ラガルド総裁は記者会見で「ECBが方針を転換したと考える人は間違いだ。転換したわけではなく揺らいでもいない」と発言し、利上げ幅を0.5%に縮小したことを引き締め減速局面に入ったと受け取られないように市場を強くけん制した。この超タカ派発言を受け、ユーロ圏内の株式は大きく下落。

(ドイツDAX推移、出所:Trading View)

この発言を受け、次回以降3回にわたって0.50%の利上げが行われる可能性が指摘されており、金融引締めから金融緩和への転換は相当困難な道のりになると予想される。

(ユーロ圏消費者物価指数推移、出所:Investing.com)

確かにアメリカとユーロ圏のCPIを比較すると、前者は伸びが鈍化傾向にある一方で、後者は高止まりしている。

然しながら、ユーロ圏内には経済の強弱及び財務状態の強弱が入り混じるため、どこまで金融引締めに関してタカ派姿勢を維持できるか、その難易度は相当に高く、やや懐疑的だ。

●中国 11月小売売上高 需要減速で再び失速


中国国家統計局は、12月15日に11月小売売上高を発表したが、結果は前年同月比▲5.9%(予想:▲4.0%、前回:▲0.5%)と再び失速となった。

(中国小売売上高(前年同月比)推移、出所:Investing.com)

サービス業の生産指数も▲1.9%となり、5月以来6カ月ぶりに前年同月を割り込む結果となった。

また工業生産の増加率は▲2.2%と生産活動もさえない。

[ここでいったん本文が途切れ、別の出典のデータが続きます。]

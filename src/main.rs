mod config;
mod db;
mod frame;
mod routes;
mod services;
mod shape;
mod state;

use std::sync::Arc;

use services::auth::PgAuth;
use services::persistence::PgBoardRepository;

#[tokio::main]
async fn main() {
    dotenvy::dotenv().ok();
    tracing_subscriber::fmt::init();

    let config = config::Config::from_env().expect("invalid configuration");

    let pool = db::init_pool(&config.database_url, config.db_max_connections)
        .await
        .expect("database init failed");

    let auth = Arc::new(PgAuth::new(pool.clone()));
    let state = state::AppState::new(Arc::new(PgBoardRepository::new(pool)), auth.clone(), auth)
        .with_realtime(config.realtime)
        .with_board_defaults(config.board_defaults);

    // Spawn background persistence task.
    let _persistence = services::persistence::spawn_persistence_task(state.clone(), config.flush_interval);

    let app = routes::app(state);
    let listener = tokio::net::TcpListener::bind(format!("0.0.0.0:{}", config.port))
        .await
        .expect("failed to bind");

    tracing::info!(port = config.port, "liveboard listening");
    axum::serve(listener, app).await.expect("server failed");
}
use chrono::{DateTime, Utc};
use serde::{Deserialize, Serialize};
use serde_json::Value;
use sqlx::FromRow;
use uuid::Uuid;

/// A resume document. `content` is an opaque JSON object whose schema is owned
/// by the client. Invariant: `is_public` is true iff `public_slug` is set.
/// Soft-deleted rows (`deleted_at` set) are filtered from every read path.
#[derive(Debug, Clone, Serialize, Deserialize, FromRow)]
#[serde(rename_all = "camelCase")]
pub struct ResumeRow {
    pub id: Uuid,
    pub user_id: Uuid,
    pub title: String,
    pub description: Option<String>,
    pub template_id: String,
    pub content: Value,
    pub status: String,
    pub is_public: bool,
    pub public_slug: Option<String>,
    pub ats_score: Option<i32>,
    pub view_count: i32,
    pub export_count: i32,
    pub last_exported_at: Option<DateTime<Utc>>,
    pub created_at: DateTime<Utc>,
    pub updated_at: DateTime<Utc>,
    pub deleted_at: Option<DateTime<Utc>>,
}

/// Immutable snapshot of a resume's content and template at a point in time.
/// Version numbers are per resume, strictly increasing from 1.
#[derive(Debug, Clone, Serialize, Deserialize, FromRow)]
#[serde(rename_all = "camelCase")]
pub struct ResumeVersionRow {
    pub id: Uuid,
    pub resume_id: Uuid,
    pub user_id: Uuid,
    pub version_number: i32,
    pub version_name: Option<String>,
    pub content: Value,
    pub template_id: String,
    pub changes_summary: Option<String>,
    pub created_by: Uuid,
    pub created_at: DateTime<Utc>,
}
use axum::{
    extract::{Path, Query, State},
    Json,
};
use serde::Deserialize;
use serde_json::{json, Value};
use tracing::info;

use crate::auth::AuthUser;
use crate::errors::AppError;
use crate::response::Message;
use crate::state::AppState;
use crate::users;

#[derive(Debug, Deserialize)]
#[serde(rename_all = "camelCase")]
pub struct SignUpRequest {
    pub email: String,
    pub password: String,
    pub full_name: String,
}

#[derive(Debug, Deserialize)]
pub struct SignInRequest {
    pub email: String,
    pub password: String,
}

#[derive(Debug, Deserialize)]
pub struct ResetPasswordRequest {
    pub email: String,
}

#[derive(Debug, Deserialize)]
pub struct RefreshRequest {
    pub refresh_token: String,
}

#[derive(Debug, Deserialize)]
pub struct OAuthCallbackQuery {
    pub code: String,
}

fn frontend_url(state: &AppState) -> &str {
    state.config.frontend_url.trim_end_matches('/')
}

/// POST /auth/signup
pub async fn handle_sign_up(
    State(state): State<AppState>,
    Json(req): Json<SignUpRequest>,
) -> Result<Json<Value>, AppError> {
    let redirect = format!("{}/auth/confirm", frontend_url(&state));
    let payload = state
        .identity
        .sign_up(&req.email, &req.password, &req.full_name, &redirect)
        .await?;

    if let Some(user) = &payload.user {
        sqlx::query(
            "INSERT INTO users (id, email, full_name) VALUES ($1, $2, $3)
             ON CONFLICT (id) DO NOTHING",
        )
        .bind(user.id)
        .bind(user.email.as_deref().unwrap_or(&req.email))
        .bind(&req.full_name)
        .execute(&state.db)
        .await?;
        info!("Signed up user {}", user.id);
    }

    let requires_email_verification = payload.session.is_none()
        && payload
            .user
            .as_ref()
            .is_some_and(|u| u.email_confirmed_at.is_none());

    Ok(Json(json!({
        "user": payload.user,
        "session": payload.session,
        "requiresEmailVerification": requires_email_verification,
    })))
}

/// POST /auth/signin
pub async fn handle_sign_in(
    State(state): State<AppState>,
    Json(req): Json<SignInRequest>,
) -> Result<Json<Value>, AppError> {
    let payload = state.identity.sign_in(&req.email, &req.password).await?;

    if let Some(user) = &payload.user {
        users::service::touch_last_login(&state.db, user.id).await?;
    }

    Ok(Json(json!({
        "user": payload.user,
        "session": payload.session,
    })))
}

/// POST /auth/signout
pub async fn handle_sign_out(
    State(state): State<AppState>,
    auth: AuthUser,
) -> Result<Json<Message>, AppError> {
    state.identity.sign_out(&auth.token).await?;
    Ok(Json(Message {
        message: "Signed out successfully",
    }))
}

/// POST /auth/reset-password
pub async fn handle_reset_password(
    State(state): State<AppState>,
    Json(req): Json<ResetPasswordRequest>,
) -> Result<Json<Message>, AppError> {
    let redirect = format!("{}/reset-password", frontend_url(&state));
    state.identity.reset_password(&req.email, &redirect).await?;
    Ok(Json(Message {
        message: "Password reset email sent",
    }))
}

/// GET /auth/oauth/:provider
pub async fn handle_oauth_sign_in(
    State(state): State<AppState>,
    Path(provider): Path<String>,
) -> Result<Json<Value>, AppError> {
    let redirect = format!("{}/auth/callback", frontend_url(&state));
    let url = state.identity.authorize_url(&provider, &redirect);
    Ok(Json(json!({ "url": url })))
}

/// GET /auth/oauth/callback
pub async fn handle_oauth_callback(
    State(state): State<AppState>,
    Query(query): Query<OAuthCallbackQuery>,
) -> Result<Json<Value>, AppError> {
    let payload = state.identity.exchange_code(&query.code).await?;

    if let Some(user) = &payload.user {
        users::service::ensure_exists(&state.db, user).await?;
    }

    Ok(Json(json!({
        "user": payload.user,
        "session": payload.session,
    })))
}

/// GET /auth/session
pub async fn handle_get_session(
    State(state): State<AppState>,
    auth: AuthUser,
) -> Result<Json<Value>, AppError> {
    let user = users::service::ensure_exists(&state.db, &auth.user).await?;
    Ok(Json(json!({ "user": user })))
}

/// POST /auth/refresh
pub async fn handle_refresh(
    State(state): State<AppState>,
    Json(req): Json<RefreshRequest>,
) -> Result<Json<Value>, AppError> {
    let payload = state.identity.refresh(&req.refresh_token).await?;
    Ok(Json(json!({
        "user": payload.user,
        "session": payload.session,
    })))
}

/// GET /auth/sessions
///
/// The provider does not expose session enumeration, so this is always empty.
pub async fn handle_list_sessions(_auth: AuthUser) -> Json<Value> {
    Json(json!([]))
}

/// DELETE /auth/sessions/:id
pub async fn handle_revoke_session(
    _auth: AuthUser,
    Path(_id): Path<String>,
) -> Result<(), AppError> {
    Err(AppError::NotImplemented)
}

自動車やスマートフォンの生産量はマイナスに転じ、パソコンは減少幅を広げた。

主要な経済指標の低迷の要因は、国内外の需要が落ち込んでいることだ。ゼロコロナ政策に伴う厳しい移動制限で消費を左右する雇用が打撃を受けており、特にサービス業の比率が高い大都市ほど雇用が悪化。

中国経済は供給サイドの混乱による減速ではなく、需要不足により減速傾向が鮮明であるため、ゼロコロナ政策の緩和が今後どこまで需要を喚起できるか関心が集まる。

中国のGDPは約4割を個人消費が占めており、ゼロコロナ政策が緩和される旧正月で需要が回復しなければ今後の先行きは一層不透明になるだろう。